[What is expected]: Establish how many lines in the material include the string "operation" and report it as a lone number.

[Provided records]:
>>>

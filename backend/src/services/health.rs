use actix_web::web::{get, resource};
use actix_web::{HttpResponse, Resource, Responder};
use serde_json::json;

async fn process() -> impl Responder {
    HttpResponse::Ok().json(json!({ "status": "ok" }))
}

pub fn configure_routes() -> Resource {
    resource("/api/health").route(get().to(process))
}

<<<
>>>

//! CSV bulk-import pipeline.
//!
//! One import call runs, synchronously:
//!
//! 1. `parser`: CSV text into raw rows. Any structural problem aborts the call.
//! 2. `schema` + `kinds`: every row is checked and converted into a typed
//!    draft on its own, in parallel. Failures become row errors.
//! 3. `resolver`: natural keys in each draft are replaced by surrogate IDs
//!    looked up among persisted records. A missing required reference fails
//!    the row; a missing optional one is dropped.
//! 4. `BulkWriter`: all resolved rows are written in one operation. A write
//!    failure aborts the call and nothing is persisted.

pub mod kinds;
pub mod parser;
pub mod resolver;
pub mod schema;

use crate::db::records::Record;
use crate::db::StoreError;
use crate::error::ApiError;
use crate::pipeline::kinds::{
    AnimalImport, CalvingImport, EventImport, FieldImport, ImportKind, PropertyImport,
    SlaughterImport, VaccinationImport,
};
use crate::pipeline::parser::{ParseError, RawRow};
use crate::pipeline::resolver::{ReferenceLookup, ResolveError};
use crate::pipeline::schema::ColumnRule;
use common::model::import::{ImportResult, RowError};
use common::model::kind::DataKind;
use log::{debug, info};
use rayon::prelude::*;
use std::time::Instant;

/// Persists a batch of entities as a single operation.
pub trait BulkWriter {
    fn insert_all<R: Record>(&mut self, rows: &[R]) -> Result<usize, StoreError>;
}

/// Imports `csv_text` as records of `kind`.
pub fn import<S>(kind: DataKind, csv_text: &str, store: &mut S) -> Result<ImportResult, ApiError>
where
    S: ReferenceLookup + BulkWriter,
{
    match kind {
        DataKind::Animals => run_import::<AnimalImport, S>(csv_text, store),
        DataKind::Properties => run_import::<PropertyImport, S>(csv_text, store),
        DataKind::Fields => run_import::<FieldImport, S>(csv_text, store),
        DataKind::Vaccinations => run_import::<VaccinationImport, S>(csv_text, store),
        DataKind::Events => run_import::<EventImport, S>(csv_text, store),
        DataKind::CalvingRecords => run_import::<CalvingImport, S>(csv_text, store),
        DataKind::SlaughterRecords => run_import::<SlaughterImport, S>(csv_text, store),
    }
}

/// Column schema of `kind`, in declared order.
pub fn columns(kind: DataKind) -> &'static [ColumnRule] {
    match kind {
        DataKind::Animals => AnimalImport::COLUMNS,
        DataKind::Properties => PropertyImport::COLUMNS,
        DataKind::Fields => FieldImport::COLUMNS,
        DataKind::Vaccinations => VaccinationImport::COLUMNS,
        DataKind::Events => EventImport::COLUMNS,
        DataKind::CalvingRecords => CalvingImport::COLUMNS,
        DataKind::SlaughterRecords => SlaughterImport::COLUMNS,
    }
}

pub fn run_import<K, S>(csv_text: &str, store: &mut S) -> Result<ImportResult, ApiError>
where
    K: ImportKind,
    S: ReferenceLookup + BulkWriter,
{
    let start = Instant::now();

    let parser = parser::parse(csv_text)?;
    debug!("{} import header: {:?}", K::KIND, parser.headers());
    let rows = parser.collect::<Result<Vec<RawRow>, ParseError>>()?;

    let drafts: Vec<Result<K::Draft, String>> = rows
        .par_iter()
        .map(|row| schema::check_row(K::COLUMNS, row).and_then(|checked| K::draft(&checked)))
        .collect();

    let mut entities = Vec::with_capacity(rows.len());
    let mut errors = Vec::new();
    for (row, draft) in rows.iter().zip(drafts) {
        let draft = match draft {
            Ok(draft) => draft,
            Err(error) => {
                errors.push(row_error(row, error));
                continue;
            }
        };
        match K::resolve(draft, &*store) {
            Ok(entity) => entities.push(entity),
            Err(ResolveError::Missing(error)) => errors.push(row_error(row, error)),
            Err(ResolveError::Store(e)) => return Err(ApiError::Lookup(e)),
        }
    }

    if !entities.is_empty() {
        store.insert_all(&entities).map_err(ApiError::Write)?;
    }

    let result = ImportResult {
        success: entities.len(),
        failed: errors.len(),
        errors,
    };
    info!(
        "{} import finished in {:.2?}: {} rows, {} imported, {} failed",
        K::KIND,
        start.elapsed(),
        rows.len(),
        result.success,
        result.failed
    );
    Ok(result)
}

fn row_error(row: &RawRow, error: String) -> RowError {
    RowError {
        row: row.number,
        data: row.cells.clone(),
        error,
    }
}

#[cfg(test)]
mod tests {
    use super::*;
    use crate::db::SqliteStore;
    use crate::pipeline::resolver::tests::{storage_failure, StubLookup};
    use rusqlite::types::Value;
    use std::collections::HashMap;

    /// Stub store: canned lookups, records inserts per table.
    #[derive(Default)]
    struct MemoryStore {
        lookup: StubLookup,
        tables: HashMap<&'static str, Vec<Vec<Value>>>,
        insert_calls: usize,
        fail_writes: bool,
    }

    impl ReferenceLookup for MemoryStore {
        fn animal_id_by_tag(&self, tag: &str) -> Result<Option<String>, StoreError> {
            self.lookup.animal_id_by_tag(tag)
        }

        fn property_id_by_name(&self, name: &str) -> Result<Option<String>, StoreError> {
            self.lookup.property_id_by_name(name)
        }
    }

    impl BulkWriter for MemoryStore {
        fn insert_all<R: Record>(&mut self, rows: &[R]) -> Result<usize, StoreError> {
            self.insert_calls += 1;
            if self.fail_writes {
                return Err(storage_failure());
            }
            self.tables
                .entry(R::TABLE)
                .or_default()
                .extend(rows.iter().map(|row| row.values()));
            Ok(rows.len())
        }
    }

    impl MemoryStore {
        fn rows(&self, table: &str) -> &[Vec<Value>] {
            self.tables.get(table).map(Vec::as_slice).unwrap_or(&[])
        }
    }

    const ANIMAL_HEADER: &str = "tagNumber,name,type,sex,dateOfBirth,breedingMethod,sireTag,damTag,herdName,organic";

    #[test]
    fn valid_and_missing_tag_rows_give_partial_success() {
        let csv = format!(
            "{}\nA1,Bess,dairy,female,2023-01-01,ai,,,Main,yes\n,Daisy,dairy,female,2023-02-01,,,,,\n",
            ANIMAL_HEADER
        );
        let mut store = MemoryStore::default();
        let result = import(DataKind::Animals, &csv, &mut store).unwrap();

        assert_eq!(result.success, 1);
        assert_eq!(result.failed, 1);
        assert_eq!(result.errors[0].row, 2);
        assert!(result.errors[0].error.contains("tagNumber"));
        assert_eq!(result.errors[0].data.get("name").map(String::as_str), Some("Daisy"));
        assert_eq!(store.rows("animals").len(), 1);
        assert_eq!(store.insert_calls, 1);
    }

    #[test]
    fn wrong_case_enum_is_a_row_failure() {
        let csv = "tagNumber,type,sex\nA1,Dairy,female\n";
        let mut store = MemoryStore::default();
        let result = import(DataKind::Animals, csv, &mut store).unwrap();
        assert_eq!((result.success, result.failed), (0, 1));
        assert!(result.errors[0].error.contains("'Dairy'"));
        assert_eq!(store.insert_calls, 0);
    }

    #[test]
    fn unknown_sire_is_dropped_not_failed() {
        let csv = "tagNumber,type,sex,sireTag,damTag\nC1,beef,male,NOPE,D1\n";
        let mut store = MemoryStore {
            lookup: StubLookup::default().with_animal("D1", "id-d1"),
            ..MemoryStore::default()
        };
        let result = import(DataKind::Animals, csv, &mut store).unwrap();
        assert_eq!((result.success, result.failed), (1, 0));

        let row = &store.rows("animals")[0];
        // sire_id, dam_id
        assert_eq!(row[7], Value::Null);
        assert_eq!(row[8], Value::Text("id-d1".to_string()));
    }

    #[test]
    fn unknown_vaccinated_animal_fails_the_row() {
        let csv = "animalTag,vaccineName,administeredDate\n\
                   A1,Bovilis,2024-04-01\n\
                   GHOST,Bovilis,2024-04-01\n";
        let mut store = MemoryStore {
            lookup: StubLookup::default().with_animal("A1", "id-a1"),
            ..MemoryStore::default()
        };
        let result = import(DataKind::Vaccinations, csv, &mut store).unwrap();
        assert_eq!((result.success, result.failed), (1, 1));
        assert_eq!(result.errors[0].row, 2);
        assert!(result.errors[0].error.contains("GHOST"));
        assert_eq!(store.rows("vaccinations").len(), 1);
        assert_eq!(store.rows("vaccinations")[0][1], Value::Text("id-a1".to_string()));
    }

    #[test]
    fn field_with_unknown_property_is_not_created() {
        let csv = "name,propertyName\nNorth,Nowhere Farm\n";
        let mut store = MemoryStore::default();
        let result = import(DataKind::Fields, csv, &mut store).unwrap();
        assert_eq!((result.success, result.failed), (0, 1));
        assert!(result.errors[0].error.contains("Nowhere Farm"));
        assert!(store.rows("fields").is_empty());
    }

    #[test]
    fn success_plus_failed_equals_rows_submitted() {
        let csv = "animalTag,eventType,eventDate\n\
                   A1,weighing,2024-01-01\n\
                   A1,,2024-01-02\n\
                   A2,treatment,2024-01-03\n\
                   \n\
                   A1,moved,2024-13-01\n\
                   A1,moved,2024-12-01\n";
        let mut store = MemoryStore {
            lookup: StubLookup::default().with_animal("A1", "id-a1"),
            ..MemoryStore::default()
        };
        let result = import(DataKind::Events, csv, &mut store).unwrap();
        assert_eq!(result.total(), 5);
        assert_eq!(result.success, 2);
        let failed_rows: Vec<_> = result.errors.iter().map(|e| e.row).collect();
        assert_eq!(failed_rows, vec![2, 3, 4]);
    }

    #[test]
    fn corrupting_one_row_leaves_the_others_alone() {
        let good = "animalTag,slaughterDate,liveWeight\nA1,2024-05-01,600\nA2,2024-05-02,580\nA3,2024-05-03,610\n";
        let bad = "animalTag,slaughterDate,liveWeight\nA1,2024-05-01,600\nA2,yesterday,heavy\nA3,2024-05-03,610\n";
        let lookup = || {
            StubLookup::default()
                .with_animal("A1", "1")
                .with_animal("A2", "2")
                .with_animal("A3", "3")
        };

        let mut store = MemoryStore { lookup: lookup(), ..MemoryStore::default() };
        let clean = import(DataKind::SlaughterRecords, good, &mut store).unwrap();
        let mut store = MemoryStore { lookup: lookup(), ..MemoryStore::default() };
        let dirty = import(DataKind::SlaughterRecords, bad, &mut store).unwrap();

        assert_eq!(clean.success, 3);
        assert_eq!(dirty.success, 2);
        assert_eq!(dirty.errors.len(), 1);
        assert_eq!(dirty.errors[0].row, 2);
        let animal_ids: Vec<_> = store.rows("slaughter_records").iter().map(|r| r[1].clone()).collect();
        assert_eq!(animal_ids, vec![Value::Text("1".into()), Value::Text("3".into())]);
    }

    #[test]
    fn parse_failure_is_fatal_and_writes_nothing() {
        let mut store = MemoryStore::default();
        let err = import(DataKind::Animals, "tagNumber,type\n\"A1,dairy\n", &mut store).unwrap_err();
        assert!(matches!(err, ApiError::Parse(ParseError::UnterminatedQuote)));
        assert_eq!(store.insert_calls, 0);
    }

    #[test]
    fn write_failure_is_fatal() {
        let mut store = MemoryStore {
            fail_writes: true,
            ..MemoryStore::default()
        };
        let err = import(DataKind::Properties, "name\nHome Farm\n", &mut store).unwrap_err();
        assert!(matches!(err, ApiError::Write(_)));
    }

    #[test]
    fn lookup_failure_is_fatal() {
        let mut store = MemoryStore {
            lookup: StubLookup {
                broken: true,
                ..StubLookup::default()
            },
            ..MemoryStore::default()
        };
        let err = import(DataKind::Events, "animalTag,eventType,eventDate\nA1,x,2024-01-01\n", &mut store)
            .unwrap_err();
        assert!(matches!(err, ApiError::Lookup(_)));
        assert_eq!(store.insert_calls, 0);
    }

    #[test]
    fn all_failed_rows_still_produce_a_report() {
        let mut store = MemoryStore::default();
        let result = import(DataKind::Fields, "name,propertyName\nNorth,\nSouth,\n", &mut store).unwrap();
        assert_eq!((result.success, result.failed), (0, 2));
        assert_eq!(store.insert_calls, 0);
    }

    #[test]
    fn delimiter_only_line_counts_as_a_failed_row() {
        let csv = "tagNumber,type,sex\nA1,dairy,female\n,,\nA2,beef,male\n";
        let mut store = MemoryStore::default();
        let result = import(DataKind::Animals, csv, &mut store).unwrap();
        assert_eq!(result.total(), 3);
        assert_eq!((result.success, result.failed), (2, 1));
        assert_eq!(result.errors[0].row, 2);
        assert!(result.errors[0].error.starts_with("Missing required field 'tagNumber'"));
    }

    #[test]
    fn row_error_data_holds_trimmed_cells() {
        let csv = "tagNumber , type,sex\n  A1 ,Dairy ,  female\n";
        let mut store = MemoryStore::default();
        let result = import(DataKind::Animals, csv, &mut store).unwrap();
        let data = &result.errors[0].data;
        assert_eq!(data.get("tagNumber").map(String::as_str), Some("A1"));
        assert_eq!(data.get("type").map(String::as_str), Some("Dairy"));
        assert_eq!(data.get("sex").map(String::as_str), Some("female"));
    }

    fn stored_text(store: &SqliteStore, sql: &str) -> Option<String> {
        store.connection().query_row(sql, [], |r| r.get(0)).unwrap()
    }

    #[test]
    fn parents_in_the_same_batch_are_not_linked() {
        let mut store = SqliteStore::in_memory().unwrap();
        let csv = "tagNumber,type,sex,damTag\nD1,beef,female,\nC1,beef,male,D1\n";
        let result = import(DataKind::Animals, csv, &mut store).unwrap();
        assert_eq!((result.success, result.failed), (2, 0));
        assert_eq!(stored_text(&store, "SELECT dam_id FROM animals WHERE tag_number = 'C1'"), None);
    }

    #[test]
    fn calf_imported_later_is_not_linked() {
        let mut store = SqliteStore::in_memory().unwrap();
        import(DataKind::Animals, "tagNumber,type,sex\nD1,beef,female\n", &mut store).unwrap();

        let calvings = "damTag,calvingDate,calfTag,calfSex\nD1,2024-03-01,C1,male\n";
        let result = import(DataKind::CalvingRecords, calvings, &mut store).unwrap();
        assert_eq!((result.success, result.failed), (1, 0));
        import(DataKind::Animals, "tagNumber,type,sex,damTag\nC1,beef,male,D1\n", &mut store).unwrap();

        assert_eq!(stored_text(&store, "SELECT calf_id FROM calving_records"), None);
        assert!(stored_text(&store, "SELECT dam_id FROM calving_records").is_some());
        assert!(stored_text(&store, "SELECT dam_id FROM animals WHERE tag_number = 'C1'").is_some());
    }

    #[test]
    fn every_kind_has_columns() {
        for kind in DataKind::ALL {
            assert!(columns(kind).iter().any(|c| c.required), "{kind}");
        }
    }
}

<<<

[Response to this task]: 2